Here's one! gray.pdf
Great, thank you. But when I look at the image format of the image on that page, Pdfium tells me it's BGRA, not grayscale, and rendering it doesn't exercise your code path (in fact, I can delete your code entirely and the image renders perfectly fine).
Can you provide an example for which pdfium-render
previously generated an error during image page object rendering, thus necessitating your code change?
Confirmed that this (very large!) image does exercise the problem. Sorry, resizing it down to a smaller image converted the colorspace.
Great, thank you. When I open the file in PdfExplorer it does seem to confirm that the image colorspace is DeviceGray
, but again Pdfium identifies it (rightly or wrongly) as BGRA and rendering the image object to an image doesn't exercise your code path. Perhaps Pdfium is doing something clever in the background that is obfuscating things.
Are you able to share the document you were working with that caused you to initially discover the missing PdfBitmapFormat::Gray
handler in PdfPageImageObject::get_image_from_bitmap_handle()
?
Here's a reduced example of the code I'm using to exercise this:
use pdfium_render::prelude::*;
fn go() -> Result<()> {
let pdfium = Pdfium::new(
Pdfium::bind_to_library(Pdfium::pdfium_platform_library_name_at_path("./"))
.or_else(|_| Pdfium::bind_to_system_library())?,
);
let doc = pdfium.load_pdf_from_file("big.pdf", None)?;
for page in doc.pages().iter() {
for object in page.objects().iter() {
if let Some(image) = object.as_image_object() {
match image.get_raw_image() {
Ok(i) => println!("{} x {}", i.width(), i.height()),
Err(e) => println!("{:?}", e)
};
}
}
}
Ok(())
}
fn main() {
go().unwrap();
}
When I run this with my branch of pdfium-render
:
stephen@boris-godunov image-handler % cargo run --release
Finished release [optimized] target(s) in 0.09s
Running `target/release/image_handler`
8104 x 10140
When I run with the latest cargo release (0.7.29
) of pdfium-render
:
stephen@boris-godunov image-handler % cargo run --release
Finished release [optimized] target(s) in 0.09s
Running `target/release/image_handler`
ImageError
I've gone and added some println!
debugging to my local pdfium-render
source code and verified that, if I remove the new match, we are hitting the codepath where we match on PdfBitmapFormat::Gray
.
Perhaps there is a different version of pdfium
we're using?
stephen@boris-godunov image-handler % shasum -a 256 libpdfium.dylib
5b28effbe31b7327e3e6485acc1d999cccf52c21815154f0a50779221daac3c3 libpdfium.dylib
I got the prebuilt library from https://github.com/bblanchon/pdfium-binaries/releases/tag/chromium%2F5579. Let me try the more recent version and see what happens....

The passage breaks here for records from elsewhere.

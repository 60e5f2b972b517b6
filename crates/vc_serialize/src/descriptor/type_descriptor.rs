use alloc::borrow::Cow;
use alloc::boxed::Box;
use alloc::format;
use alloc::string::String;
use alloc::sync::Arc;
use alloc::vec::Vec;
use core::fmt;

use crate::descriptor::element::ElementDescriptor;
use crate::descriptor::{ElementInfo, PrimitiveKind, TypeKind};

// -----------------------------------------------------------------------------
// TypeDescriptor

/// Structural metadata of one serializable type.
///
/// A descriptor is immutable once built and shared via [`Arc`].
/// Its element list is indexed densely from zero in declaration order,
/// every index `0..element_len()` maps to exactly one element and element
/// names are unique within the descriptor.
///
/// Leaf and collection descriptors have dedicated constructors.
/// Class and enum descriptors go through [`TypeDescriptor::builder`].
///
/// # Examples
///
/// ```
/// use vc_serialize::descriptor::{PrimitiveKind, TypeDescriptor, TypeKind};
/// use std::sync::Arc;
///
/// let string = Arc::new(TypeDescriptor::primitive("alloc::string::String", PrimitiveKind::Str));
/// let list = TypeDescriptor::list("alloc::vec::Vec<alloc::string::String>", string);
///
/// assert_eq!(list.kind(), TypeKind::List);
/// assert_eq!(list.element_index("item"), Some(0));
/// assert_eq!(list.element(0).unwrap().descriptor().name(), "alloc::string::String");
/// ```
#[derive(Clone)]
pub struct TypeDescriptor {
    name: Cow<'static, str>,
    kind: TypeKind,
    elements: Box<[ElementInfo]>,
}

impl TypeDescriptor {
    /// Creates the descriptor of a primitive type.
    pub fn primitive(name: impl Into<Cow<'static, str>>, kind: PrimitiveKind) -> Self {
        Self {
            name: name.into(),
            kind: TypeKind::Primitive(kind),
            elements: Box::new([]),
        }
    }

    /// Creates a list descriptor whose single `item` element describes the items.
    pub fn list(name: impl Into<Cow<'static, str>>, item: Arc<TypeDescriptor>) -> Self {
        Self {
            name: name.into(),
            kind: TypeKind::List,
            elements: Box::new([ElementInfo::new(
                Cow::Borrowed("item"),
                0,
                ElementDescriptor::Ready(item),
                false,
            )]),
        }
    }

    /// Creates a map descriptor with a `key` element and a `value` element.
    pub fn map(
        name: impl Into<Cow<'static, str>>,
        key: Arc<TypeDescriptor>,
        value: Arc<TypeDescriptor>,
    ) -> Self {
        Self {
            name: name.into(),
            kind: TypeKind::Map,
            elements: Box::new([
                ElementInfo::new(Cow::Borrowed("key"), 0, ElementDescriptor::Ready(key), false),
                ElementInfo::new(
                    Cow::Borrowed("value"),
                    1,
                    ElementDescriptor::Ready(value),
                    false,
                ),
            ]),
        }
    }

    /// Creates a nullable descriptor wrapping exactly one inner descriptor.
    ///
    /// The element is named after the inner type and marked optional.
    pub fn nullable(name: impl Into<Cow<'static, str>>, inner: Arc<TypeDescriptor>) -> Self {
        let element_name = Cow::Owned(String::from(inner.name()));
        Self {
            name: name.into(),
            kind: TypeKind::Nullable,
            elements: Box::new([ElementInfo::new(
                element_name,
                0,
                ElementDescriptor::Ready(inner),
                true,
            )]),
        }
    }

    /// Starts a [`DescriptorBuilder`] for a class or enum descriptor.
    #[inline]
    pub fn builder(name: impl Into<Cow<'static, str>>, kind: TypeKind) -> DescriptorBuilder {
        DescriptorBuilder {
            name: name.into(),
            kind,
            elements: Vec::new(),
        }
    }

    /// Returns the type name.
    #[inline]
    pub fn name(&self) -> &str {
        &self.name
    }

    /// Returns the structural kind.
    #[inline]
    pub const fn kind(&self) -> TypeKind {
        self.kind
    }

    /// Returns `true` if the kind is [`TypeKind::Nullable`].
    #[inline]
    pub const fn is_nullable(&self) -> bool {
        matches!(self.kind, TypeKind::Nullable)
    }

    /// Returns all elements in index order.
    #[inline]
    pub fn elements(&self) -> &[ElementInfo] {
        &self.elements
    }

    /// Returns the element at `index`, if any.
    #[inline]
    pub fn element(&self, index: usize) -> Option<&ElementInfo> {
        self.elements.get(index)
    }

    /// Returns the index of the element with the given name.
    pub fn element_index(&self, name: &str) -> Option<usize> {
        self.elements.iter().position(|info| info.name() == name)
    }

    /// Returns the number of elements.
    #[inline]
    pub fn element_len(&self) -> usize {
        self.elements.len()
    }
}

impl fmt::Display for TypeDescriptor {
    fn fmt(&self, f: &mut fmt::Formatter<'_>) -> fmt::Result {
        f.pad(&self.name)
    }
}

impl fmt::Debug for TypeDescriptor {
    fn fmt(&self, f: &mut fmt::Formatter<'_>) -> fmt::Result {
        f.debug_struct("TypeDescriptor")
            .field("name", &self.name)
            .field("kind", &self.kind)
            .field("elements", &self.elements)
            .finish()
    }
}

// -----------------------------------------------------------------------------
// DescriptorBuilder

/// Builder for class and enum descriptors.
///
/// Indices are assigned in call order.
///
/// # Panics
///
/// [`build`](Self::build) panics on a structurally invalid descriptor:
/// duplicate element names, elements on a primitive kind, or a
/// `Nullable` kind (use [`TypeDescriptor::nullable`]).
///
/// # Examples
///
/// ```
/// use vc_serialize::descriptor::{TypeDescriptor, TypeKind};
///
/// let color = TypeDescriptor::builder("demo::Color", TypeKind::Enum)
///     .variant("Red")
///     .variant("Green")
///     .build();
///
/// assert_eq!(color.element_len(), 2);
/// assert_eq!(color.element(1).unwrap().descriptor().name(), "demo::Color::Green");
/// ```
#[must_use]
pub struct DescriptorBuilder {
    name: Cow<'static, str>,
    kind: TypeKind,
    elements: Vec<ElementInfo>,
}

impl DescriptorBuilder {
    fn push(mut self, name: Cow<'static, str>, descriptor: ElementDescriptor, optional: bool) -> Self {
        let index = self.elements.len();
        self.elements
            .push(ElementInfo::new(name, index, descriptor, optional));
        self
    }

    /// Appends a required element.
    pub fn element(
        self,
        name: impl Into<Cow<'static, str>>,
        descriptor: Arc<TypeDescriptor>,
    ) -> Self {
        self.push(name.into(), ElementDescriptor::Ready(descriptor), false)
    }

    /// Appends an element that may be absent when decoding.
    pub fn optional_element(
        self,
        name: impl Into<Cow<'static, str>>,
        descriptor: Arc<TypeDescriptor>,
    ) -> Self {
        self.push(name.into(), ElementDescriptor::Ready(descriptor), true)
    }

    /// Appends an element whose descriptor is created on first access.
    ///
    /// Needed for self-referential types, whose descriptor cannot
    /// exist before their own elements are listed.
    pub fn deferred_element(
        self,
        name: impl Into<Cow<'static, str>>,
        descriptor: fn() -> Arc<TypeDescriptor>,
        optional: bool,
    ) -> Self {
        self.push(name.into(), ElementDescriptor::Deferred(descriptor), optional)
    }

    /// Appends a unit variant for an enum descriptor.
    ///
    /// The variant descriptor is an empty class named `Enum::Variant`.
    pub fn variant(self, name: impl Into<Cow<'static, str>>) -> Self {
        let name = name.into();
        let variant = TypeDescriptor {
            name: Cow::Owned(format!("{}::{}", self.name, name)),
            kind: TypeKind::Class,
            elements: Box::new([]),
        };
        self.push(name, ElementDescriptor::Ready(Arc::new(variant)), false)
    }

    /// Finishes the descriptor.
    pub fn build(self) -> TypeDescriptor {
        assert!(
            !matches!(self.kind, TypeKind::Nullable),
            "nullable descriptor `{}` must be created with `TypeDescriptor::nullable`",
            self.name,
        );
        assert!(
            !matches!(self.kind, TypeKind::Primitive(_)) || self.elements.is_empty(),
            "primitive descriptor `{}` cannot have elements",
            self.name,
        );
        for (index, info) in self.elements.iter().enumerate() {
            if self.elements[..index].iter().any(|prev| prev.name() == info.name()) {
                panic!(
                    "duplicate element name `{}` in descriptor `{}`",
                    info.name(),
                    self.name
                );
            }
        }

        TypeDescriptor {
            name: self.name,
            kind: self.kind,
            elements: self.elements.into_boxed_slice(),
        }
    }

    /// Finishes the descriptor and wraps it in an [`Arc`].
    #[inline]
    pub fn build_arc(self) -> Arc<TypeDescriptor> {
        Arc::new(self.build())
    }
}

// -----------------------------------------------------------------------------
// Tests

I tried the latest release from that repo (https://github.com/bblanchon/pdfium-binaries/releases/tag/chromium%2F5619) and I'm still seeing the ImageError
(also, if not's clear, I'm on macOS/arm64)
Ah, I see the problem, and it's totally PEBKAC on my part. I was using PdfPageImageObject::get_processed_image()
rather than PdfPageImageObject::get_raw_image()
in my test code. It makes perfect sense that get_processed_image()
would, y'know, process the color space :)
With get_raw_image()
, I can indeed reproduce your original problem and I can confirm your code change resolves it. Many thanks again for plugging this gap. Your fix will be released as part of crate version 0.7.32 shortly.
Great! Thank you so much for your work here.
I've confirmed this works with a PDF that I have but could add a test case if you'd like!